*** DATA FOR REVIEW ***

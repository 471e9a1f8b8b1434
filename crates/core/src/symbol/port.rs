use crate::common::{Exchange, InstrumentCode};
use crate::symbol::error::QuoteError;
use async_trait::async_trait;

/// # Summary
/// 名称解析策略接口，回退链中的单个环节（静态表、行情源 A、行情源 B ...）。
///
/// # Invariants
/// - 所有策略遵循统一契约：`Ok(Some)` 命中，`Ok(None)` 不适用或无结果，`Err` 为数据源故障。
/// - 实现只做幂等读取，不得修改共享状态。
#[async_trait]
pub trait NameSource: Send + Sync {
    /// 数据源标识，用于日志。
    fn id(&self) -> &'static str;

    /// # Summary
    /// 查询单个代码的展示名称。
    ///
    /// # Arguments
    /// * `code`: 证券代码。
    /// * `exchange`: 数字代码的归属交易所；符号代码为 `None`。
    ///
    /// # Returns
    /// 命中返回名称；不适用返回 `Ok(None)`；远程失败返回 `QuoteError`。
    async fn lookup(
        &self,
        code: &InstrumentCode,
        exchange: Option<Exchange>,
    ) -> Result<Option<String>, QuoteError>;
}

/// # Summary
/// 数字代码的交易所归类规则。
///
/// # Invariants
/// - 这是一个经验规则，存在已知例外（如北交所等板块前缀）。
/// - 以可替换实现的形式存在，修正规则时无需改动解析链路。
pub trait MarketClassifier: Send + Sync {
    /// 返回代码所属交易所，无法归类时返回 `None`。
    fn classify(&self, code: &InstrumentCode) -> Option<Exchange>;
}

/// # Summary
/// 流水线消费的名称查询函数。
///
/// # Invariants
/// - 永不失败、永不无限阻塞：`None` 是正常且预期的结果。
#[async_trait]
pub trait NameLookup: Send + Sync {
    /// 解析代码为展示名称，无法解析时返回 `None`。
    async fn resolve(&self, code: &InstrumentCode) -> Option<String>;
}
mod settings;

use std::sync::Arc;
use std::time::Duration;

use shaobing_alert::pipeline::AlertPipeline;
use shaobing_api::server::{AppState, start_server};
use shaobing_cache::mem::MemCache;
use shaobing_core::config::{AppConfig, NotifyConfig};
use shaobing_core::notify::error::NotifyError;
use shaobing_core::notify::port::Notifier;
use shaobing_core::symbol::port::NameSource;
use shaobing_feed::sina::SinaProvider;
use shaobing_feed::tencent::TencentProvider;
use shaobing_notify::telegram::TelegramNotifier;
use shaobing_notify::webhook::WebhookNotifier;
use shaobing_symbol::classify::DefaultClassifier;
use shaobing_symbol::resolver::NameResolver;
use shaobing_symbol::table::StaticTable;
use tracing::{info, warn};
use tracing_appender::non_blocking::WorkerGuard;
use tracing_subscriber::EnvFilter;
use tracing_subscriber::layer::SubscriberExt;
use tracing_subscriber::util::SubscriberInitExt;

/// # Summary
/// 应用启动入口，纯粹的 DI 容器。
/// 负责实例化所有具体实现组件并通过 Arc<dyn Trait> 注入到流水线与 API 层。
///
/// # Logic
/// 1. 加载分层配置并初始化全局日志。
/// 2. 实例化基础设施层（缓存、行情源、通知渠道）。
/// 3. 组装名称解析器与告警流水线。
/// 4. 启动 HTTP 服务，收到 Ctrl-C 后优雅退出。
#[tokio::main]
async fn main() -> Result<(), Box<dyn std::error::Error>> {
    // 1. 配置与日志
    let config = settings::load("config/default")?;
    let _guard = init_tracing();
    shaobing_core::tls::ensure_crypto_provider();
    info!("Shaobing relay starting...");

    // 2. 名称解析
    let resolver = build_resolver(&config)?;

    // 3. 流水线
    let pipeline = AlertPipeline::new(Arc::new(resolver), config.pipeline.stray_lines)?;

    // 4. 通知渠道
    let notifier = build_notifier(&config.notify)?;
    if notifier.is_none() {
        warn!("No notifier configured, alerts will only be normalized");
    }

    let state = AppState {
        pipeline: Arc::new(pipeline),
        notifier,
        token: config.server.token.clone().filter(|t| !t.is_empty()),
        subject: config.notify.subject.clone(),
    };

    // 5. 启动服务并挂起，等待外部退出信号
    start_server(state, &config.server.bind_addr(), async {
        if let Err(e) = tokio::signal::ctrl_c().await {
            warn!("Failed to listen for shutdown signal: {}", e);
        }
        info!("Shutdown signal received. Exiting...");
    })
    .await?;

    Ok(())
}

/// # Summary
/// 安装日志订阅器：控制台 + 按天滚动的文件。
///
/// # Logic
/// 过滤级别取自 `RUST_LOG`，缺省为 `info`。
///
/// # Returns
/// 文件写入线程的守卫，进程退出前必须持有。
fn init_tracing() -> WorkerGuard {
    let file_appender = tracing_appender::rolling::daily("logs", "shaobing.log");
    let (file_writer, guard) = tracing_appender::non_blocking(file_appender);
    let filter = EnvFilter::try_from_default_env().unwrap_or_else(|_| EnvFilter::new("info"));

    tracing_subscriber::registry()
        .with(filter)
        .with(tracing_subscriber::fmt::layer())
        .with(
            tracing_subscriber::fmt::layer()
                .with_ansi(false)
                .with_writer(file_writer),
        )
        .init();
    guard
}

/// # Summary
/// 组装名称解析器：内置表 → 新浪 → 腾讯，共享一个内存缓存。
fn build_resolver(config: &AppConfig) -> Result<NameResolver, Box<dyn std::error::Error>> {
    let resolver = &config.resolver;
    let timeout = Duration::from_millis(resolver.timeout_ms);
    let ttl = (resolver.cache_ttl_secs > 0).then(|| Duration::from_secs(resolver.cache_ttl_secs));

    let sources: Vec<Arc<dyn NameSource>> = vec![
        Arc::new(StaticTable::builtin()) as Arc<dyn NameSource>,
        Arc::new(SinaProvider::new(resolver.sina_base_url.clone(), timeout)?),
        Arc::new(TencentProvider::new(resolver.tencent_base_url.clone(), timeout)?),
    ];
    info!(
        "Name resolver: {} source(s), timeout {}ms, cache capacity {}",
        sources.len(),
        resolver.timeout_ms,
        resolver.cache_capacity
    );

    Ok(NameResolver::new(
        Arc::new(MemCache::new(resolver.cache_capacity, ttl)),
        Arc::new(DefaultClassifier),
        sources,
        timeout,
    ))
}

/// # Summary
/// 按配置选择通知渠道：Webhook 优先，其次 Telegram，都未配置时返回 None。
fn build_notifier(config: &NotifyConfig) -> Result<Option<Arc<dyn Notifier>>, NotifyError> {
    if let Some(url) = config.webhook_url.as_deref().filter(|u| !u.is_empty()) {
        info!("Relaying alerts to webhook");
        return Ok(Some(Arc::new(WebhookNotifier::new(url)?)));
    }
    match (&config.telegram_bot_token, &config.telegram_chat_id) {
        (Some(token), Some(chat_id)) => {
            info!("Relaying alerts to Telegram chat {}", chat_id);
            Ok(Some(Arc::new(TelegramNotifier::new(
                token.clone(),
                chat_id.clone(),
            )?)))
        }
        _ => Ok(None),
    }
}
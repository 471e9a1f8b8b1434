use thiserror::Error;

/// # Summary
/// 行情名称查询错误枚举，覆盖远程报价源的各类失败。
///
/// # Invariants
/// - 必须通过 `thiserror` 派生 `Error` trait。
/// - 仅在数据源调用边界内部流转，解析链路吞掉后降级为“未解析”。
#[derive(Error, Debug)]
pub enum QuoteError {
    // 网络层错误，包含底层 HTTP 客户端错误信息
    #[error("Network error: {0}")]
    Network(String),
    // 非 2xx 响应
    #[error("HTTP status {0}")]
    Status(u16),
    // 超过单次调用的等待上限
    #[error("Timed out after {0} ms")]
    Timeout(u64),
    // 响应体解码或字段切分失败
    #[error("Decode error: {0}")]
    Decode(String),
    // 响应格式正确但名称字段为空
    #[error("Empty name field for {0}")]
    Empty(String),
}
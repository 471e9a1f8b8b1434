use serde_json::Value;

/// # Summary
/// 将 Webhook 请求体转换为流水线输入文本。
///
/// # Logic
/// 1. 请求体是 JSON 对象：展平为 `键: 值` 行。
/// 2. 请求体是 JSON 字符串：取其内容。
/// 3. 其余情况 (纯文本、数组、数字等)：原样使用。
pub fn body_to_text(body: &str) -> String {
    match serde_json::from_str::<Value>(body) {
        Ok(Value::Object(map)) => {
            let mut lines = Vec::new();
            flatten_object(&map, &mut lines);
            lines.join("\n")
        }
        Ok(Value::String(text)) => text,
        _ => body.to_string(),
    }
}

/// # Summary
/// 递归展平 JSON 对象。
///
/// # Invariants
/// - 保留字段在请求体中的顺序。
/// - 嵌套对象的字段以自身键名输出，不加父级前缀 (标签词识别依赖原始键名)。
/// - `null` 与空数组被跳过。
fn flatten_object(map: &serde_json::Map<String, Value>, lines: &mut Vec<String>) {
    for (key, value) in map {
        match value {
            Value::Object(inner) => flatten_object(inner, lines),
            Value::Null => {}
            Value::Array(items) => {
                let joined: Vec<String> = items.iter().filter_map(scalar).collect();
                if !joined.is_empty() {
                    lines.push(format!("{}: {}", key, joined.join(", ")));
                }
            }
            other => {
                if let Some(text) = scalar(other) {
                    lines.push(format!("{}: {}", key, text));
                }
            }
        }
    }
}

fn scalar(value: &Value) -> Option<String> {
    match value {
        Value::String(s) => Some(s.clone()),
        Value::Number(n) => Some(n.to_string()),
        Value::Bool(b) => Some(b.to_string()),
        Value::Null => None,
        // 数组中的复合值保持紧凑 JSON
        other => Some(other.to_string()),
    }
}

#[cfg(test)]
mod tests {
    use super::*;

    #[test]
    fn test_plain_text_passthrough() {
        assert_eq!(body_to_text("标的: 000001\n信号: 多"), "标的: 000001\n信号: 多");
        assert_eq!(body_to_text("[1, 2]"), "[1, 2]");
    }

    #[test]
    fn test_json_string_unwrapped() {
        assert_eq!(body_to_text(r#""标的: 000001""#), "标的: 000001");
    }

    #[test]
    fn test_object_flattened_in_order() {
        let body = r#"{"标的": "000001", "周期": 5, "信号": "多信号", "extra": null}"#;
        assert_eq!(body_to_text(body), "标的: 000001\n周期: 5\n信号: 多信号");
    }

    #[test]
    fn test_nested_and_arrays() {
        let body = r#"{"alert": {"symbol": "CL1!", "price": 78.5}, "指标": ["MACD", "RSI"], "tags": []}"#;
        assert_eq!(body_to_text(body), "symbol: CL1!\nprice: 78.5\n指标: MACD, RSI");
    }
}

*** End of DATA FOR REVIEW ***

PROMPT | Lines holding the string "joined" must be copied out of the entries above.

SOLUTION FOR THIS TASK |
                let joined: Vec<String> = items.iter().filter_map(scalar).collect();
                if !joined.is_empty() {
                    lines.push(format!("{}: {}", key, joined.join(", ")));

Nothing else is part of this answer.